Alfredo Tamayo, DIARIO VASCO, 14/7/11
Miguel Ángel Blanco Garrido, un nombre que no podremos nunca relegar al olvido todos aquellos que conservamos unos mínimos de humanidad y decencia. Sepultar en el olvido por malicia o por superficialidad la tragedia que supuso el secuestro y ejecución de este hombre joven, lleno de entusiasmo y de vida es un grave delito de lesa humanidad.
Sucedió ahora, casi a mediados de julio, hace catorce años. Siguió al alevoso asesinato una ola inmensa de dolor y de indignación ciudadana como nunca se había visto. Una ola aquí sobre todo en el País Vasco, pero también en mil localidades del resto de España. En Pamplona se llegó a suspender temporalmente las fiestas de san Fermín. Gentes de todos los partidos democráticos desfilaron por nuestras calles unánimes en el rechazo y a la cabeza de ellas el entonces lehendakari José Antonio Ardanza. No era cuestión política sino de tener o no conciencia y sentido ético.
Miguel Ángel Blanco era por aquel entonces concejal en el ayuntamiento de Ermua por el Partido Popular. Subió al vagón de Euskotren en su villa para bajar a los pocos minutos en la cercana Eibar. No era consciencia ni de lejos de la pasión y muerte que le aguardaban. Al bajar fue abordado por una etarra de apellido Gallastegi y compelido hacia otros dos tristemente famosos mensajeros de la muerte García Gaztelu y Geresta Mujika que lo secuestraron introduciéndolo en un automóvil que arrancó enseguida. Eran alrededor de las tres de la tarde del 10 de julio de 1997. Al poco tiempo la emisora de radio Egin hizo público un comunicado de la banda terrorista: si antes de las 16 horas del 12 de julio no eran trasladados a las cárceles del País Vasco los prisioneros de la banda, Miguel Ángel Blanco sería ejecutado. El gobierno español no cedió y acto seguido, tras horas interminables de tortura, Miguel Ángel fue asesinado por sus secuestradores en la zona montuosa que rodea la villa de Lasarte. La primera ola de indignación ciudadana fue seguida de otra no menos intensa al conocerse el asesinato. Sedes de Batasuna se vieron acosadas por manifestaciones de protesta, algunas incluso corrieron peligro de incendio. Hubo er-tzainas que se quitaron su máscara y mostraron su rostro en solidaridad con la víctima. Por primera vez desde hacia tiempo los cómplices y simpatizantes de los asesinos temblaron de miedo.

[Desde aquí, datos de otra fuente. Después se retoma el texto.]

#![forbid(unsafe_code)]

//! Core: geometry primitives shared by every brickyard crate.
//!
//! # Role in brickyard
//! `brickyard-core` is the leaf crate. It owns the screen-space [`Point`],
//! [`Offset`], and [`Bounds`] types that the forest, the drag session, and
//! visual hosts exchange, plus an optional JSON logging bootstrap behind the
//! `tracing-json` feature.

pub mod geometry;

#[cfg(feature = "tracing-json")]
pub mod logging;

pub use geometry::{Bounds, Offset, Point};
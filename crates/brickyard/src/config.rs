#![forbid(unsafe_code)]

//! Editor configuration as data.
//!
//! Every knob has a default, so a config file only needs the values it
//! changes. With the `editor-config` feature the configuration loads from
//! TOML or JSON:
//!
//! ```toml
//! [drag]
//! capture_radius = 48.0
//! activation_button = "primary"
//!
//! [logging]
//! filter = "brickyard=debug"
//! ```

#[cfg(feature = "editor-config")]
use std::path::Path;

use brickyard_drag::DragConfig;
use serde::{Deserialize, Serialize};

/// Default `tracing` filter directive.
pub const DEFAULT_LOG_FILTER: &str = "info";

/// Structured logging settings.
#[derive(Debug, Clone, PartialEq, Eq, Serialize, Deserialize)]
#[serde(default)]
pub struct LoggingConfig {
    /// `EnvFilter` directive used when `RUST_LOG` is unset.
    pub filter: String,
}

impl Default for LoggingConfig {
    fn default() -> Self {
        Self {
            filter: DEFAULT_LOG_FILTER.to_string(),
        }
    }
}

/// Top-level editor configuration.
#[derive(Debug, Clone, PartialEq, Default, Serialize, Deserialize)]
#[serde(default)]
pub struct EditorConfig {
    pub drag: DragConfig,
    pub logging: LoggingConfig,
}

impl EditorConfig {
    /// Load from a TOML string.
    #[cfg(feature = "editor-config")]
    pub fn from_toml_str(s: &str) -> Result<Self, ConfigError> {
        toml::from_str(s).map_err(ConfigError::Toml)
    }

    /// Load from a TOML file on disk.
    #[cfg(feature = "editor-config")]
    pub fn from_toml_file(path: impl AsRef<Path>) -> Result<Self, ConfigError> {
        let content = std::fs::read_to_string(path.as_ref()).map_err(ConfigError::Io)?;
        Self::from_toml_str(&content)
    }

    /// Load from a JSON string.
    #[cfg(feature = "editor-config")]
    pub fn from_json_str(s: &str) -> Result<Self, ConfigError> {
        serde_json::from_str(s).map_err(ConfigError::Json)
    }

    /// Load from a JSON file on disk.
    #[cfg(feature = "editor-config")]
    pub fn from_json_file(path: impl AsRef<Path>) -> Result<Self, ConfigError> {
        let content = std::fs::read_to_string(path.as_ref()).map_err(ConfigError::Io)?;
        Self::from_json_str(&content)
    }

    /// Validate all parameters.
    ///
    /// Returns a list of problems. An empty list means the config is valid.
    #[must_use]
    pub fn validate(&self) -> Vec<String> {
        let mut errors = Vec::new();
        if self.drag.validate().is_err() {
            errors.push(format!(
                "drag.capture_radius must be finite and > 0, got {}",
                self.drag.capture_radius
            ));
        }
        if self.logging.filter.trim().is_empty() {
            errors.push("logging.filter must not be empty".into());
        }
        errors
    }

    /// Same as [`Self::validate`], as a `Result`.
    pub fn validated(self) -> Result<Self, ConfigError> {
        let errors = self.validate();
        if errors.is_empty() {
            Ok(self)
        } else {
            Err(ConfigError::Validation(errors))
        }
    }

    /// Install a JSON `tracing` subscriber using [`LoggingConfig::filter`].
    #[cfg(feature = "tracing-json")]
    pub fn init_logging(&self) -> Result<(), brickyard_core::logging::LoggingInitError> {
        brickyard_core::logging::init_json(&self.logging.filter)
    }
}

/// Errors from loading or validating configuration.
#[derive(Debug)]
pub enum ConfigError {
    /// I/O error reading a file.
    Io(std::io::Error),
    #[cfg(feature = "editor-config")]
    Toml(toml::de::Error),
    #[cfg(feature = "editor-config")]
    Json(serde_json::Error),
    Validation(Vec<String>),
}

impl std::fmt::Display for ConfigError {
    fn fmt(&self, f: &mut std::fmt::Formatter<'_>) -> std::fmt::Result {
        match self {
            Self::Io(e) => write!(f, "I/O error: {e}"),
            #[cfg(feature = "editor-config")]
            Self::Toml(e) => write!(f, "TOML parse error: {e}"),
            #[cfg(feature = "editor-config")]
            Self::Json(e) => write!(f, "JSON parse error: {e}"),
            Self::Validation(errors) => {
                write!(f, "validation errors: {}", errors.join("; "))
            }
        }
    }
}

impl std::error::Error for ConfigError {
    fn source(&self) -> Option<&(dyn std::error::Error + 'static)> {
        match self {
            Self::Io(e) => Some(e),
            #[cfg(feature = "editor-config")]
            Self::Toml(e) => Some(e),
            #[cfg(feature = "editor-config")]
            Self::Json(e) => Some(e),
            Self::Validation(_) => None,
        }
    }
}
impl<H: VisualLayer> Forest<H> {
    /// An empty forest presented through `host`.
    #[must_use]
    pub fn new(host: H) -> Self {
        Self {
            nodes: BTreeMap::new(),
            next_id: NodeId::MIN,
            views: ForestViews::default(),
            revision: 0,
            host,
        }
    }

    #[must_use]
    pub fn host(&self) -> &H {
        &self.host
    }

    pub fn host_mut(&mut self) -> &mut H {
        &mut self.host
    }

    #[must_use]
    pub fn into_host(self) -> H {
        self.host
    }

    /// Lookup a node by ID.
    #[must_use]
    pub fn node(&self, id: NodeId) -> Option<&Node> {
        self.nodes.get(&id)
    }

    /// Iterate nodes in ascending ID order.
    pub fn nodes(&self) -> impl Iterator<Item = &Node> {
        self.nodes.values()
    }

    #[must_use]
    pub fn contains(&self, id: NodeId) -> bool {
        self.nodes.contains_key(&id)
    }

    #[must_use]
    pub fn len(&self) -> usize {
        self.nodes.len()
    }

    #[must_use]
    pub fn is_empty(&self) -> bool {
        self.nodes.is_empty()
    }

    /// ID the next spawned node will receive.
    #[must_use]
    pub const fn next_id(&self) -> NodeId {
        self.next_id
    }

    #[must_use]
    pub const fn revision(&self) -> u64 {
        self.revision
    }

    /// Cached root set as of the last structural change.
    #[must_use]
    pub fn roots(&self) -> &[NodeId] {
        &self.views.roots
    }

    /// Cached free-socket set as of the last structural change.
    #[must_use]
    pub fn free_sockets(&self) -> &[Socket] {
        &self.views.free_sockets
    }

    #[must_use]
    pub fn views(&self) -> &ForestViews {
        &self.views
    }

    /// Recompute the root and free-socket sets by full scan.
    ///
    /// Pure: does not touch the cache. `O(node_count)`.
    #[must_use]
    pub fn derive_views(&self) -> ForestViews {
        let mut views = ForestViews::default();
        for node in self.nodes.values() {
            if node.is_root() {
                views.roots.push(node.id());
            }
            if node.is_operator() {
                views.free_sockets.extend(
                    Side::ALL
                        .into_iter()
                        .filter(|side| !node.has_child(*side))
                        .map(|side| Socket::new(node.id(), side)),
                );
            }
        }
        views
    }

    /// Current state for diagnostics and the visual layer.
    #[must_use]
    pub fn snapshot(&self) -> ForestSnapshot {
        ForestSnapshot {
            revision: self.revision,
            state_hash: self.state_hash(),
            node_count: self.nodes.len(),
            roots: self.views.roots.clone(),
            free_sockets: self.views.free_sockets.clone(),
        }
    }

    /// Deterministic structural hash of kinds and links.
    ///
    /// Positions are excluded so dragging a root does not change the hash.
    #[must_use]
    pub fn state_hash(&self) -> u64 {
        const OFFSET_BASIS: u64 = 0xcbf2_9ce4_8422_2325;
        const PRIME: u64 = 0x0000_0001_0000_01b3;

        fn mix_bytes(hash: &mut u64, bytes: &[u8]) {
            for byte in bytes {
                *hash ^= u64::from(*byte);
                *hash = hash.wrapping_mul(PRIME);
            }
        }

        fn mix_opt_id(hash: &mut u64, value: Option<NodeId>) {
            match value {
                Some(id) => {
                    mix_bytes(hash, &[1]);
                    mix_bytes(hash, &id.get().to_le_bytes());
                }
                None => mix_bytes(hash, &[0]),
            }
        }

        let mut hash = OFFSET_BASIS;
        for node in self.nodes.values() {
            mix_bytes(&mut hash, &node.id().get().to_le_bytes());
            let kind_tag = match node.kind() {
                NodeKind::Operator(op) => op.name(),
                NodeKind::Placeholder => "placeholder",
            };
            mix_bytes(&mut hash, kind_tag.as_bytes());
            mix_opt_id(&mut hash, node.parent().map(|link| link.parent));
            mix_bytes(
                &mut hash,
                &[node.parent().map_or(0, |link| link.side as u8 + 1)],
            );
            mix_opt_id(&mut hash, node.children().left);
            mix_opt_id(&mut hash, node.children().right);
        }
        hash
    }

    /// Register a new node as a root at `position` and give it a handle.
    ///
    /// A non-finite position is replaced by the origin with a warning; the
    /// node is still created.
    pub fn spawn(
        &mut self,
        kind: impl Into<NodeKind>,
        position: Point,
    ) -> Result<NodeId, ForestError> {
        let kind = kind.into();
        let id = self.next_id;
        self.next_id = id.checked_next()?;

        let mut node = Node::new(id, kind, Point::ORIGIN);
        if let Err(err) = node.set_position(position) {
            tracing::warn!(target: LOG_TARGET, code = err.code(), "{err}");
        }
        self.host.spawn_handle(&node);
        let _ = self.nodes.insert(id, node);
        tracing::debug!(target: LOG_TARGET, node = %id, ?kind, "spawned node");
        self.structural_change();
        Ok(id)
    }

    /// Detach a node from its parent and children, then discard it.
    ///
    /// Former children become roots at their rendered locations.
    pub fn remove(&mut self, id: NodeId) -> Result<Node, ForestError> {
        let node = self.require(id)?;
        let parent = node.parent();
        let children = node.children();

        if let Some(link) = parent {
            self.unlink(link.parent, link.side)?;
        }
        for (side, _) in children.iter() {
            self.unlink(id, side)?;
        }

        self.host.discard_handle(id);
        let removed = self
            .nodes
            .remove(&id)
            .ok_or(ForestError::MissingNode { node_id: id })?;
        tracing::debug!(target: LOG_TARGET, node = %id, "removed node");
        self.structural_change();
        Ok(removed)
    }

    /// Move a node and its handle.
    ///
    /// Fails closed: a non-finite position moves the node to the origin and
    /// returns [`ForestError::InvalidPosition`].
    pub fn set_position(&mut self, id: NodeId, position: Point) -> Result<(), ForestError> {
        let node = self
            .nodes
            .get_mut(&id)
            .ok_or(ForestError::MissingNode { node_id: id })?;
        let result = node.set_position(position);
        let applied = node.position();
        self.host.place(id, applied);
        if let Err(err) = &result {
            tracing::warn!(target: LOG_TARGET, code = err.code(), "{err}");
        }
        result
    }

    /// Parent link of a node, if it has one.
    #[must_use]
    pub fn parent_of(&self, id: NodeId) -> Option<ParentLink> {
        self.nodes.get(&id).and_then(Node::parent)
    }

    /// True if `id` is registered and its `side` socket holds a child.
    #[must_use]
    pub fn has_child(&self, id: NodeId, side: Side) -> bool {
        self.nodes.get(&id).is_some_and(|node| node.has_child(side))
    }

    /// True if `id` is registered and both of its sockets are occupied.
    #[must_use]
    pub fn is_full(&self, id: NodeId) -> bool {
        self.nodes
            .get(&id)
            .is_some_and(|node| node.children().is_full())
    }

    /// Topmost ancestor of `id` (itself when it is a root).
    #[must_use]
    pub fn root_of(&self, id: NodeId) -> Option<NodeId> {
        let mut cursor = self.nodes.get(&id)?;
        // Bounded by node count so a corrupted chain cannot spin forever.
        for _ in 0..=self.nodes.len() {
            match cursor.parent() {
                Some(link) => cursor = self.nodes.get(&link.parent)?,
                None => return Some(cursor.id()),
            }
        }
        None
    }

    /// True if `ancestor` lies strictly above `node` on its parent chain.
    #[must_use]
    pub fn is_ancestor(&self, ancestor: NodeId, node: NodeId) -> bool {
        let mut cursor = self.parent_of(node);
        for _ in 0..=self.nodes.len() {
            match cursor {
                Some(link) if link.parent == ancestor => return true,
                Some(link) => cursor = self.parent_of(link.parent),
                None => return false,
            }
        }
        false
    }

    /// `id` and all of its descendants, pre-order, left before right.
    #[must_use]
    pub fn subtree(&self, id: NodeId) -> Vec<NodeId> {
        let mut out = Vec::new();
        let mut stack = vec![id];
        while let Some(node_id) = stack.pop() {
            let Some(node) = self.nodes.get(&node_id) else {
                continue;
            };
            if out.len() > self.nodes.len() {
                break;
            }
            out.push(node_id);
            let children = node.children();
            stack.extend(children.right);
            stack.extend(children.left);
        }
        out
    }

    /// One human-readable line per node, in ID order, for debug output.
    #[must_use]
    pub fn summary(&self) -> Vec<String> {
        self.nodes
            .values()
            .map(|node| {
                let kind = match node.kind() {
                    NodeKind::Operator(op) => op.label(),
                    NodeKind::Placeholder => "PLACEHOLDER",
                };
                match node.parent() {
                    Some(link) => format!("{} {kind} in {}", node.id(), link.socket()),
                    None => format!(
                        "{} {kind} root at ({}, {})",
                        node.id(),
                        node.position().x,
                        node.position().y
                    ),
                }
            })
            .collect()
    }

    pub(crate) fn require(&self, id: NodeId) -> Result<&Node, ForestError> {
        self.nodes
            .get(&id)
            .ok_or(ForestError::MissingNode { node_id: id })
    }

    pub(crate) fn require_mut(&mut self, id: NodeId) -> Result<&mut Node, ForestError> {
        self.nodes
            .get_mut(&id)
            .ok_or(ForestError::MissingNode { node_id: id })
    }

    /// Refresh the derived views and tell the visual layer.
    pub(crate) fn structural_change(&mut self) {
        self.revision = self.revision.saturating_add(1);
        self.views = self.derive_views();
        let snapshot = self.snapshot();
        self.host.on_structural_change(&snapshot);
    }
}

Catorce años han pasado desde aquellas convulsas jornadas de odio y de muerte pero también de conciencia y rebelión ciudadana. Vivimos tiempos muy distintos. Todo nos lleva a la amnesia y al borrón y cuenta nueva. La banda conoce sin duda un estado preagónico. Pero los que nunca han condenado ni van a condenar la historia criminal etarra gozan de mayor poder que nunca. Ya no necesitan de brazo terrorista.
Más aún: les estorba. Pero más les estorba este pasado criminal de cientos de víctimas que intentan cubrir y encubrir con el manto del olvido. Sin embargo no podemos renunciar a esta memoria. No podemos comportarnos como si la pasión y la muerte de Miguel Ángel no hubiera tenido lugar aquí en medio de nosotros y no allí en países del llamado Tercer Mundo. Auschwitz tenía que ser para los genocidas del nacional socialismo el paradigma de la extinción de una raza maldita reducida a cenizas y a la vez de su memoria. Pero no lo lograron. Hubo judíos que sobrevivieron y así se mantuvo la memoria.
No olvidemos la pasión y la muerte de Miguel Ángel Blanco. A la salida de otro campo de exterminio esta vez en Dachau en Baviera despide al visitante un letrero y una frase de Jorge Santayana. La frase reza: ‘El que olvida la historia está condenado a repetirla’.